3. perancang harus mampu menggunakan kata-kata yang tepat, dan menghindari penempatan
kata-kata yang salah dalam suatu kalimat norma, seperti kecuali, selain, di samping.
Contoh : Kecuali menjalani hukuman, terpidana diwajibkan. Seharusnya kalimat norma
di atas berbunyi: Selain menjalani hukuman, terpidana diwajibkan..
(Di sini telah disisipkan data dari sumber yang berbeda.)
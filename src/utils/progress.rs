//! # 进度条工具
//!
//! 封装 `indicatif` 提供统一的进度条样式。stderr 不是终端时返回隐藏的进度条，
//! 避免污染重定向后的日志。
//!
//! ## 依赖关系
//! - 被 `batch/runner.rs` 使用
//! - 使用 `indicatif`, `console` crate

use indicatif::{ProgressBar, ProgressStyle};

/// 创建标准进度条
pub fn create_progress_bar(len: u64, message: &str) -> ProgressBar {
    if !console::user_attended_stderr() {
        return ProgressBar::hidden();
    }

    let pb = ProgressBar::new(len);
    pb.set_style(
        ProgressStyle::with_template(
            "{spinner:.green} [{elapsed_precise}] [{bar:40.cyan/blue}] {pos}/{len} {msg}",
        )
        .unwrap_or_else(|_| ProgressStyle::default_bar())
        .progress_chars("#>-"),
    );
    pb.set_message(message.to_string());
    pb
}
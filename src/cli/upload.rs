//! # 上传参数 CLI 定义
//!
//! ## 依赖关系
//! - 被 `cli/mod.rs` 使用
//! - 参数传递给 `commands/upload.rs`

use crate::api::config::DEFAULT_TIMEOUT_SECS;
use crate::api::RequestEncoding;

use clap::Args;

/// 上传参数
#[derive(Args, Debug)]
pub struct UploadArgs {
    /// Paths to files or directories to upload (directories are searched recursively)
    #[arg(required = true)]
    pub paths: Vec<String>,

    // ─────────────────────────────────────────────────────────────
    // API options
    // ─────────────────────────────────────────────────────────────
    /// Domain of the assets server, or a full API base URL
    #[arg(
        short = 'd',
        long,
        env = "UPLOAD_ASSETS_API_DOMAIN",
        default_value = "assets.ubuntu.com"
    )]
    pub api_domain: String,

    /// Secret authentication token for the API
    #[arg(short = 's', long, env = "UPLOAD_ASSETS_API_TOKEN", hide_env_values = true)]
    pub api_token: String,

    /// Use plain HTTP instead of HTTPS
    #[arg(long, default_value_t = false)]
    pub insecure: bool,

    /// Per-request timeout in seconds
    #[arg(long, default_value_t = DEFAULT_TIMEOUT_SECS)]
    pub timeout: u64,

    /// How the file is encoded in the upload request
    #[arg(long, value_enum, default_value = "base64")]
    pub encoding: RequestEncoding,

    // ─────────────────────────────────────────────────────────────
    // Upload options
    // ─────────────────────────────────────────────────────────────
    /// URL path to upload the file to (single file only)
    #[arg(short = 'p', long)]
    pub url_path: Option<String>,

    /// Tags for uploaded assets
    #[arg(short = 't', long, default_value = "auto-upload")]
    pub tags: Option<String>,

    // ─────────────────────────────────────────────────────────────
    // Asset metadata
    // ─────────────────────────────────────────────────────────────
    /// Asset type (e.g. 'image', 'document')
    #[arg(long = "type")]
    pub asset_type: Option<String>,

    /// Author of the assets
    #[arg(long)]
    pub author: Option<String>,

    /// Products the assets relate to (comma-separated)
    #[arg(long, value_delimiter = ',')]
    pub products: Vec<String>,

    /// Language of the assets
    #[arg(long)]
    pub language: Option<String>,

    /// Salesforce campaign ID
    #[arg(long)]
    pub campaign: Option<String>,

    /// Mark the assets as deprecated
    #[arg(long, default_value_t = false)]
    pub deprecated: bool,

    /// External reference link (repeatable)
    #[arg(long = "reference")]
    pub references: Vec<String>,
}
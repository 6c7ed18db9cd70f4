//! # upload 命令实现
//!
//! 将命令行参数转换为显式配置，解析文件列表，交给编排器上传。
//! 结果 JSON 写到 stdout，其余信息写到 stderr。
//!
//! ## 依赖关系
//! - 使用 `cli/upload.rs` 定义的参数
//! - 使用 `batch/`, `api/`
//! - 使用 `utils/output.rs`

use crate::api::{ApiConfig, AssetClient};
use crate::batch::{gather_files, BatchRunner};
use crate::cli::upload::UploadArgs;
use crate::error::Result;
use crate::models::AssetMetadata;
use crate::utils::output;

use std::io;
use std::time::Duration;

/// 执行 upload 命令
pub fn execute(args: UploadArgs) -> Result<()> {
    let files = gather_files(&args.paths);

    let config = api_config(&args);
    let metadata = asset_metadata(&args);
    let client = AssetClient::new(config)?;

    let stdout = io::stdout();
    let mut out = stdout.lock();
    let results = BatchRunner::new(&client, &metadata).run(&files, args.url_path.as_deref(), &mut out)?;

    let existing = results.iter().filter(|r| r.existing).count();
    if existing > 0 {
        output::print_info(&format!("{} assets already existed on the server", existing));
    }
    output::print_done(&format!("Uploaded {} assets", results.len() - existing));

    Ok(())
}

fn api_config(args: &UploadArgs) -> ApiConfig {
    ApiConfig {
        insecure: args.insecure,
        timeout: Duration::from_secs(args.timeout),
        encoding: args.encoding,
        ..ApiConfig::new(args.api_domain.clone(), args.api_token.clone())
    }
}

fn asset_metadata(args: &UploadArgs) -> AssetMetadata {
    AssetMetadata {
        tags: args.tags.clone(),
        asset_type: args.asset_type.clone(),
        author: args.author.clone(),
        products: args.products.clone(),
        language: args.language.clone(),
        campaign: args.campaign.clone(),
        deprecated: args.deprecated,
        references: args.references.clone(),
    }
}
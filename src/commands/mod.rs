//! # 命令执行模块
//!
//! 实现上传命令的业务逻辑。
//!
//! ## 依赖关系
//! - 被 `main.rs` 调用
//! - 使用 `cli/`, `batch/`, `api/`, `utils/`
//! - 子模块: upload

pub mod upload;

use crate::cli::Cli;
use crate::error::Result;

/// 执行命令
pub fn run(cli: Cli) -> Result<()> {
    upload::execute(cli.upload)
}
Contoh lain : Kecuali putusan hakim menentukan.. Sebaiknya kalimat tersebut langsung
saja menyatakan : Dalam hal putusan hakim.., maka
Kata Kecuali pada dasarnya merupakan penyimpangan dari prinsip umum atau norma umum,
seperti contoh: Kecuali pegawai gol IV, seluruh pegawai negeri harus hadir dalam mengikuti
upacara bendera.
Kata kecuali bisa ditempatkan dibelakang kalimat tertentu jika yang dibatasi hanya kata yang
bersangkutan, seperti yang dimaksud anak buah kapal adalah mualim, juru mudi, koki,
kecuali koki magang, dan pelaut.
4. Perancang harus cakap menggunakan kalimat norma pengandaian seperti : dalam hal, jika,
apabila, dan pada saat
Penggunaan kata-kata tersebut harus dipilah-pilah sesuai dengan rasa bahasa yang dikaitkan
dengan penalarannya.
Kata-kata (frase) dalam hal digunakan untuk satu keadaan kemungkinan kondisi yang mungkin

terjadi ataupun tidak mungkin terjadi. Contoh : Dalam hal Presiden berhalangan tetap,
maka... Kata Jika digunakan untuk kemungkinan atau keadaan yang akan terjadi lebih dari
sekali, contoh: Jika perusahaan itu melanggar kewajiban yang dimaksud dalam
pasalberturut-turut, maka.. Prase Pada saat digunakan untuk kemungkinan atau
keadaan yang pasti akan terjadi pada suatu saat pada masa yang akan datang, misalnya pada saat
seseorang mencapai umur 18 tahun, maka Kata apabila digunakan untuk pengandaian yang
berhubungan dengan waktu, misalnya : Apabila dalam waktu tiga bulan, penggugat tidak
mengajukan gugatannya ke pengadilan, maka..
5. Perancang harus mampu memilih dan menggunakan kata-kata yang tepat dan tegas dalam
kalimat norma, seperti kata kumulatif dan alternatif yaitu kata dan dan atau, seperti contoh :
Jika ada seseorang yang dituduh korupsi dengan pidana penjara 10 tahun dan denda 500 juta,
maka kalimat ini akan membingungkan bagi hakim yang memutus perkara apakah yang
dimaksud kumulatif atau alternatif. Sebaiknya digunakan perumusan keduanya alternatif dan
kumulatif dengan menggunakan kata-kata dan/atau.